Ease of postoperative recovery, better cosmetics, and I believe improved long-term outcomes.

How do you define a successful surgery, and what percent of patients with Chiari only (no syrinx) have a favorable outcome?
A successful surgery is one in which a patient obtains marked improvement in symptoms if symptomatic. If a patient is asymptomatic, radiographic improvement (ie. resolution of syrinx) is critical. More than 90% of patients without a syrinx will have improvement in their symptoms.

Can patients with a syrinx ever expect to be symptom free?
For patients with syringomyelia, resolution of symptoms can be expected if surgery is performed early in the course of the disease, for example a patient with a few years of symptoms.

What advice do you give patients on recovering from surgery, returning to work, etc.? Do you recommend physical therapy after decompression surgery?
My patients spend the night after surgery on the regular nursing floor, and I discharge them on the first or second morning following surgery. They can wash the hair and incision on the third postoperative morning. They may return to work in three weeks. I do not recommend physical therapy for fit individuals.

Many people are now describing Chiari as a problem with the size of the posterior fossa, do you agree with this? Do you think this applies to most/all Chiari patients or only a subset of cases?
Marin-Padilla published an influential report in 1981 entitled "Morphogenesis of the experimentally induced Arnold-Chiari malformation." In that report, they induced a small posterior fossa with vitamin A and caused a Chiari malformation.

You published a paper which showed that patients with minimal herniation, but with Chiari-like symptoms, had similar skull dimensions to Chiari patients with larger tonsillar herniations. Do you think this validates the concept of Chiari 0?
Well, maybe. Jerry Oakes published an interesting paper entitled "Analysis of the posterior fossa in children with the Chiari 0 malformation" which indicated these patients have a smaller posterior fossa. In addition to only evaluating six patients, there were other shortcomings to the report, as there were with our morphometric paper.

Research has shown that the traditional definition of Chiari is not really that good, do you think Chiari should be redefined? If so, how?
Absolutely. Tonsillar descent is only one indicator of a posterior fossa problem. This will be resolved in the next decade and the key is morphometric analysis of the posterior fossa.
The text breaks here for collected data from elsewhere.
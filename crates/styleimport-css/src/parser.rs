//! Stylesheet parser adapter.
//!
//! Drives `cssparser`'s rule iterators and keeps only what selector lookup
//! needs. Top-level style rules become [`Rule`]s; their preludes are split
//! into selectors on top-level commas, and their bodies into raw
//! declarations. Comments are dropped from selectors and values. At-rules
//! are consumed and dropped since they carry no selectors.

use cssparser::{
    AtRuleParser, BasicParseErrorKind, CowRcStr, DeclarationParser, ParseErrorKind, Parser,
    ParserInput, ParserState, QualifiedRuleParser, RuleBodyItemParser, RuleBodyParser,
    StyleSheetParser, Token,
};

use crate::ast::{Declaration, Rule, Stylesheet};
use crate::ParseError;

type CssError<'i> = cssparser::ParseError<'i, ()>;

/// Parse CSS text into a [`Stylesheet`].
///
/// `source` is a hint used in error messages and recorded on the result,
/// usually the path the text was read from.
#[tracing::instrument(level = "debug", skip(text), fields(len = text.len()))]
pub fn parse(text: &str, source: &str) -> Result<Stylesheet, ParseError> {
    let mut input = ParserInput::new(text);
    let mut parser = Parser::new(&mut input);
    let mut top = TopLevelParser;

    let mut rules = Vec::new();
    for item in StyleSheetParser::new(&mut parser, &mut top) {
        match item {
            Ok(Some(rule)) => rules.push(rule),
            Ok(None) => {}
            Err((err, _)) => return Err(to_parse_error(err, source)),
        }
    }

    tracing::debug!(rules = rules.len(), "stylesheet parsed");
    Ok(Stylesheet {
        source: source.to_owned(),
        rules,
    })
}

fn to_parse_error(err: CssError<'_>, source: &str) -> ParseError {
    let message = match err.kind {
        ParseErrorKind::Basic(BasicParseErrorKind::UnexpectedToken(token)) => {
            format!("unexpected token {token:?}")
        }
        ParseErrorKind::Basic(BasicParseErrorKind::EndOfInput) => {
            "unexpected end of input".to_owned()
        }
        ParseErrorKind::Basic(BasicParseErrorKind::QualifiedRuleInvalid) => {
            "invalid rule".to_owned()
        }
        ParseErrorKind::Basic(other) => format!("{other:?}"),
        ParseErrorKind::Custom(()) => "invalid declaration".to_owned(),
    };
    ParseError {
        message,
        file: source.to_owned(),
        // cssparser lines are 0-based, columns 1-based
        line: err.location.line + 1,
        column: err.location.column,
    }
}

/// Consume the rest of `input` and return its source text, trimmed, with
/// top-level comments removed.
fn text_without_comments(input: &mut Parser<'_, '_>) -> String {
    let mut out = String::new();
    let mut start = input.position();
    loop {
        let before = input.position();
        let is_comment = match input.next_including_whitespace_and_comments() {
            Ok(token) => matches!(token, Token::Comment(_)),
            Err(_) => break,
        };
        if is_comment {
            out.push_str(input.slice(start..before));
            start = input.position();
        }
    }
    out.push_str(input.slice_from(start));
    out.trim().to_owned()
}

/// Builds one optional [`Rule`] per top-level item. At-rules and rules
/// without any selector produce `None`.
struct TopLevelParser;

impl<'i> QualifiedRuleParser<'i> for TopLevelParser {
    type Prelude = Vec<String>;
    type QualifiedRule = Option<Rule>;
    type Error = ();

    fn parse_prelude<'t>(
        &mut self,
        input: &mut Parser<'i, 't>,
    ) -> Result<Self::Prelude, CssError<'i>> {
        let selectors = input
            .parse_comma_separated(|input| Ok::<_, CssError<'i>>(text_without_comments(input)))?;
        Ok(selectors.into_iter().filter(|s| !s.is_empty()).collect())
    }

    fn parse_block<'t>(
        &mut self,
        selectors: Self::Prelude,
        _start: &ParserState,
        input: &mut Parser<'i, 't>,
    ) -> Result<Self::QualifiedRule, CssError<'i>> {
        let mut collector = DeclarationCollector;
        let mut declarations = Vec::new();
        for item in RuleBodyParser::new(input, &mut collector) {
            let declaration = item.map_err(|(err, _)| err)?;
            declarations.push(declaration);
        }

        if selectors.is_empty() {
            return Ok(None);
        }
        Ok(Some(Rule {
            selectors,
            declarations,
        }))
    }
}

impl<'i> AtRuleParser<'i> for TopLevelParser {
    type Prelude = ();
    type AtRule = Option<Rule>;
    type Error = ();

    fn parse_prelude<'t>(
        &mut self,
        name: CowRcStr<'i>,
        input: &mut Parser<'i, 't>,
    ) -> Result<Self::Prelude, CssError<'i>> {
        tracing::trace!(at_rule = &*name, "skipping at-rule");
        while input.next().is_ok() {}
        Ok(())
    }

    fn rule_without_block(
        &mut self,
        _prelude: Self::Prelude,
        _start: &ParserState,
    ) -> Result<Self::AtRule, ()> {
        Ok(None)
    }

    fn parse_block<'t>(
        &mut self,
        _prelude: Self::Prelude,
        _start: &ParserState,
        input: &mut Parser<'i, 't>,
    ) -> Result<Self::AtRule, CssError<'i>> {
        while input.next().is_ok() {}
        Ok(None)
    }
}

/// Collects `property: value` items of a rule body as raw text.
struct DeclarationCollector;

impl<'i> DeclarationParser<'i> for DeclarationCollector {
    type Declaration = Declaration;
    type Error = ();

    fn parse_value<'t>(
        &mut self,
        name: CowRcStr<'i>,
        input: &mut Parser<'i, 't>,
        _start: &ParserState,
    ) -> Result<Self::Declaration, CssError<'i>> {
        Ok(Declaration::new(&*name, text_without_comments(input)))
    }
}

// Nested rules are not part of the model; the default impls reject them.
impl<'i> AtRuleParser<'i> for DeclarationCollector {
    type Prelude = ();
    type AtRule = Declaration;
    type Error = ();
}

impl<'i> QualifiedRuleParser<'i> for DeclarationCollector {
    type Prelude = ();
    type QualifiedRule = Declaration;
    type Error = ();
}

impl<'i> RuleBodyItemParser<'i, Declaration, ()> for DeclarationCollector {
    fn parse_declarations(&self) -> bool {
        true
    }

    fn parse_qualified(&self) -> bool {
        false
    }
}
Why do you think some people develop syrinxes and others don't?
I cannot answer this.

The Piston Theory states that the movement of the cerebellar tonsils, as driven by the cardiac cycle, creates a pressure wave of CSF which forces the fluid into the spinal tissue to form a syrinx. Do you agree with this theory?
I like this theory, but it is a theory - this is one reason I feel it is necessary to perform a tonsillar reduction rather than a large duraplasty. I prefer to treat directly rather than indirectly.

Are you working on any research at this time that you can discuss?
Yes, I am working on posterior fossa morphometrics and outcome analysis.

How do you see Chiari surgery evolving over the next 5-10 years and do you think there will ever be a non-surgical alternative for treatment?
Although I am a surgeon, I would very much like to see a non-surgical alternative for Chiari I malformation. If Marin-Padillas' mesodermal underdevelopment theory is validated in the future, perhaps we can make a difference at the developmental stage during pregnancy as folic acid has for neural tube defects.